Spontaneous or treatment induced flares of inflammation are frequently observed in CHB. These abrupt elevations in serum ALT are the result of an increase in intrahepatic necroinflammation associated with expanded numbers of intrahepatic lymphocytes, in particular cytotoxic T lymphocytes. Cytotoxic T lymphocytes are important to control HBV but can also induce liver damage, depending on the environment and functional capability.10–15
Therapy with IFN is based on its stimulating effect on cytotoxic T lymphocyte and natural killer cell function. Flares during standard IFN treatment occur typically during the second and third month, and are thought to herald virological response and disease remission.2–5,16
Probably, these flares represent an attempt of the immune system to clear the HBV infection.
In the current study, 29% of patients experienced a flare during therapy (n
34) or follow up (n
33). We did not find a significant difference between the number of flares in patients treated with Peg-IFN α-2b alone versus those treated with Peg-IFN α-2b in combination with lamivudine. Patients with low baseline ALT or pre-existing cirrhosis were more prone to having flares. Cirrhotics tended to experience flares with high ALT values. These patients should be monitored carefully during treatment with Peg-IFN α-2b, not only because of their increased risk of flares but also because of their diminished residual liver function and the consequent risk of developing decompensated liver disease. In the current study, no permanent or life threatening signs of liver failure were encountered.

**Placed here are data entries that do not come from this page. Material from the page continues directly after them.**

//! Completion on field, enum value and block attribute lines.

mod common;
use common::*;

// =============================================================================
// Field Types
// =============================================================================

#[test]
fn test_field_type_lists_scalars_then_declared_types() {
    let source = r#"model User {
  id   Int @id
  role |
}

enum Role {
  USER
}

model Post {
  id Int @id
}
"#;
    check(
        source,
        expect![[r#"
isIncomplete: true
TypeParameter String
TypeParameter Boolean
TypeParameter Int
TypeParameter Float
TypeParameter DateTime
TypeParameter Json
TypeParameter Bytes
TypeParameter Decimal
TypeParameter BigInt
TypeParameter Unsupported
Reference User
Reference Role
Reference Post
"#]],
    );
}

#[test]
fn test_partial_field_type_keeps_context() {
    let source = "model User {\n  id Int @id\n  role Ro|\n}\n";
    let labels = labels(source);
    assert_eq!(labels.first().map(String::as_str), Some("String"));
    assert_eq!(labels.last().map(String::as_str), Some("User"));
}

#[test]
fn test_scalar_types_follow_connector() {
    let sqlite = r#"datasource db {
  provider = "sqlite"
}

model A {
  value |
}"#;
    assert!(!labels(sqlite).contains(&"Json".to_string()));

    let mongodb = r#"datasource db {
  provider = "mongodb"
}

model A {
  value |
}"#;
    let labels = labels(mongodb);
    assert!(labels.contains(&"Json".to_string()));
    assert!(!labels.contains(&"Decimal".to_string()));
}

#[test]
fn test_first_word_before_existing_text_offers_nothing() {
    check(
        "model User {\n  |name String\n}\n",
        expect![[r#"
isIncomplete: false
"#]],
    );
}

// =============================================================================
// Field Attributes
// =============================================================================

#[test]
fn test_field_attributes_skip_taken_id() {
    let source = r#"model User {
  id    Int    @id @default(autoincrement())
  email String |
}"#;
    check(
        source,
        expect![[r#"
isIncomplete: false
Property @unique
Property @map
Property @default
Property @relation
Property @ignore
"#]],
    );
}

#[test]
fn test_present_attributes_are_removed() {
    let source = r#"model User {
  id    Int    @id
  email String @unique @map("email_address") |
}"#;
    assert_eq!(labels(source), ["@default", "@relation", "@ignore"]);

    let source = r#"model User {
  id    Int    @id
  email String @map("email_address") |
}"#;
    assert_eq!(labels(source), ["@unique", "@default", "@relation", "@ignore"]);
}

#[test]
fn test_id_is_offered_until_taken() {
    let source = "model User {\n  name String |\n}\n";
    assert_eq!(
        labels(source),
        ["@id", "@unique", "@map", "@default", "@relation", "@ignore"]
    );
}

#[test]
fn test_block_level_attributes_exclude_field_counterparts() {
    let source = r#"model Pair {
  a     Int
  b     Int |
  email String
  @@id([a, b])
  @@unique([email])
}"#;
    assert_eq!(
        labels(source),
        ["@unique", "@map", "@default", "@relation", "@ignore"]
    );

    let source = r#"model Pair {
  a     Int
  b     Int
  email String |
  @@id([a, b])
  @@unique([email])
  @@ignore
}"#;
    assert_eq!(labels(source), ["@map", "@default", "@relation"]);
}

#[test]
fn test_updated_at_only_for_date_time() {
    let source = r#"model Post {
  id        Int      @id
  updatedAt DateTime |
}"#;
    assert_eq!(
        labels(source),
        ["@unique", "@map", "@default", "@relation", "@updatedAt", "@ignore"]
    );
}

#[test]
fn test_relation_fields_cannot_be_ids() {
    let source = r#"model Post {
  author User |
}

model User {
  id Int @id
}"#;
    let labels = labels(source);
    assert!(!labels.contains(&"@id".to_string()));
    assert!(labels.contains(&"@relation".to_string()));
}

#[test]
fn test_native_type_prefix_is_offered_with_a_connector() {
    let source = r#"datasource db {
  provider = "postgresql"
}

model User {
  id   Int    @id
  name String |
}"#;
    assert_eq!(labels(source).first().map(String::as_str), Some("@db"));

    let source = r#"datasource db {
  provider = "postgresql"
}

model User {
  id   Int    @id
  name String @db.Text |
}"#;
    assert!(!labels(source).contains(&"@db".to_string()));
}

#[test]
fn test_composite_type_fields() {
    let source = r#"datasource db {
  provider = "mongodb"
}

type Address {
  street String |
}"#;
    assert_eq!(labels(source), ["@db", "@map", "@default"]);
}

#[test]
fn test_enum_value_attributes() {
    check(
        "enum Role {\n  ADMIN |\n}\n",
        expect![[r#"
isIncomplete: false
Property @map
"#]],
    );
    assert!(labels("enum Role {\n  ADMIN @map(\"admin\") |\n}\n").is_empty());
}

#[test]
fn test_comment_on_field_line_has_no_context() {
    assert!(completions("model A {\n  id Int // |\n}\n").is_none());
}

// =============================================================================
// Native Types
// =============================================================================

#[test]
fn test_native_types_for_postgres_string() {
    let source = r#"datasource db {
  provider = "postgresql"
}

model User {
  id   Int    @id
  name String @db.|
}"#;
    check(
        source,
        expect![[r#"
isIncomplete: false
TypeParameter Text
TypeParameter Char()
TypeParameter VarChar()
TypeParameter Bit()
TypeParameter VarBit()
TypeParameter Uuid
TypeParameter Xml
TypeParameter Inet
TypeParameter Citext
"#]],
    );
}

#[test]
fn test_native_types_need_a_connector() {
    let source = "model User {\n  name String @db.|\n}\n";
    let list = completions(source).unwrap();
    assert!(list.items.is_empty());
}

#[test]
fn test_partial_native_type_keeps_context() {
    let source = r#"datasource db {
  provider = "cockroachdb"
}

model User {
  active Boolean @db.Bo|
}"#;
    assert_eq!(labels(source), ["Bool"]);
}

// =============================================================================
// Block Attributes
// =============================================================================

#[test]
fn test_block_attributes_on_bare_line() {
    let source = r#"model User {
  id   Int    @id
  name String
  |
}"#;
    check(
        source,
        expect![[r#"
isIncomplete: false
Property @@map
Property @@unique
Property @@index
Property @@ignore
"#]],
    );
}

#[test]
fn test_once_per_block_attributes_are_removed() {
    let source = r#"model User {
  a Int
  b Int
  @@map("users")
  @@id([a, b])
  |
}"#;
    assert_eq!(labels(source), ["@@unique", "@@index", "@@ignore"]);

    // Position does not matter.
    let source = r#"model User {
  a Int
  |
  b Int
  @@map("users")
}"#;
    assert_eq!(labels(source), ["@@id", "@@unique", "@@index", "@@ignore"]);
}

#[test]
fn test_block_attributes_follow_connector_and_features() {
    let source = r#"datasource db {
  provider = "mysql"
}

generator client {
  provider        = "prisma-client-js"
  previewFeatures = ["fullTextIndex", "shardKeys"]
}

model Post {
  title String
  @@|
}"#;
    assert_eq!(
        labels(source),
        [
            "@@map",
            "@@id",
            "@@unique",
            "@@index",
            "@@fulltext",
            "@@ignore",
            "@@shardKey"
        ]
    );

    let source = r#"datasource db {
  provider = "postgresql"
}

model Post {
  id Int @id
  |
}"#;
    assert_eq!(
        labels(source),
        ["@@map", "@@unique", "@@index", "@@ignore", "@@schema"]
    );
}

#[test]
fn test_enum_and_composite_block_attributes() {
    assert_eq!(labels("enum Role {\n  USER\n  |\n}\n"), ["@@map"]);

    let source = r#"datasource db {
  provider = "mongodb"
}

type Address {
  street String
  |
}"#;
    assert!(labels(source).is_empty());
}

#[test]
fn test_unclosed_block_still_completes() {
    let source = "model User {\n  id Int @id\n  |";
    assert_eq!(
        labels(source),
        ["@@map", "@@unique", "@@index", "@@ignore"]
    );
}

Overall, flares were not associated with response to therapy. However, flares during treatment were more often associated with response than flares after treatment (fig 1). In addition to the timing of flares, response was dependent on HBV genotype and the magnitude of the flare. Previously, a strong association between the severity of flares and HBsAg seroconversion was found both in the natural history of CHB and in the setting of IFN therapy.16,17
In these studies, different definitions of flares were used. Nair and Perrillo16
defined a flare as an increase in ALT of at least twice the ULN compared with baseline values while Yuen and colleagues17
defined a flare as elevated transaminases above twice the ULN. As our patients already had high baseline serum ALT levels (ALT levels above twice the ULN was used as an entry criterion in this study population), these definitions were less suitable. For a clear distinction between flares and relative mild elevations in serum ALT, we based our definition on our previous experience, in which a threefold increase in serum ALT from baseline was used.7
An important finding of the current study was the distinct patterns of flares occurring, with stable viral load followed by a decrease in viral load (host induced flares) versus flares preceded by an increase in viral load and variable viral loads afterwards (virus induced flares). Patients with host induced flares responded significantly better to therapy than those with a virus induced flare. Multivariate analysis revealed host induced flare as the only independent factor predicting treatment response. Interestingly, all patients undergoing HBsAg seroconversion had a host induced flare. This further supports the hypothesis that full control and elimination of the virus, as indicated by clearance of HBeAg and HBsAg, is achieved by a vigorous host immune response rather than by direct suppression of the virus. Previous studies have shown that both spontaneous or IFN-α induced exacerbations of hepatocellular necrosis in CHB are associated with induction of a virus specific CD4+
T cell response.18,19
Under IFN-α therapy such a hepatitis flare preceding sustained HBeAg seroconversion requires a substantial increase in IL-12 production, along with induction of the Th1 cytokines IFN-α and IL-2.20
Virus induced flares, which emerged after increasing levels of HBV DNA, were related to treatment with the combination with lamivudine, and more frequently seen after therapy. These flares were attributed to reactivation of HBV after withdrawal of lamivudine. In general, they did not lead to disease remission but have been associated with clinical exacerbation and disease progression.7
In our study, virus induced flares did not usually lead to response, and even appeared to be detrimental rather than beneficial for treatment response. Virus induced flares are not restricted to CHB patients treated with IFN and or lamivudine, but also occur during the natural history of the disease. Liu et al
described several patients in whom significant flares were preceded by an increase in HBV DNA.21
Studies in anti-HBe positive patients also showed episodes of flares as a result of sudden reactivation of HBV.22–24
In general, flares during treatment with IFN or Peg-IFN should not be treated with nucleoside analogues, and IFN should only be discontinued in case of impending liver failure. Particular care should be taken in patients with cirrhosis who have the highest risk of developing liver failure. On-treatment flares are likely to be host or IFN induced flares, and could well herald loss of HBeAg or even HBsAg. In contrast, flares after treatment, especially after lamivudine, are in general detrimental flares. These flares are typically seen after an increase in HBV DNA and seldom lead to treatment response. Retreatment with a nucleoside analogue should then be considered.
In conclusion, flares play an important role in the treatment with Peg-IFN α-2b alone or in combination with lamivudine, and patients with pre-existing cirrhosis are at greater risk for experiencing a flare. Furthermore, host induced flares but not virus induced flares may herald a response to therapy. For optimisation of treatment, it remains to be investigated which virological and immunological mechanisms induce the specific flare patterns described in our study.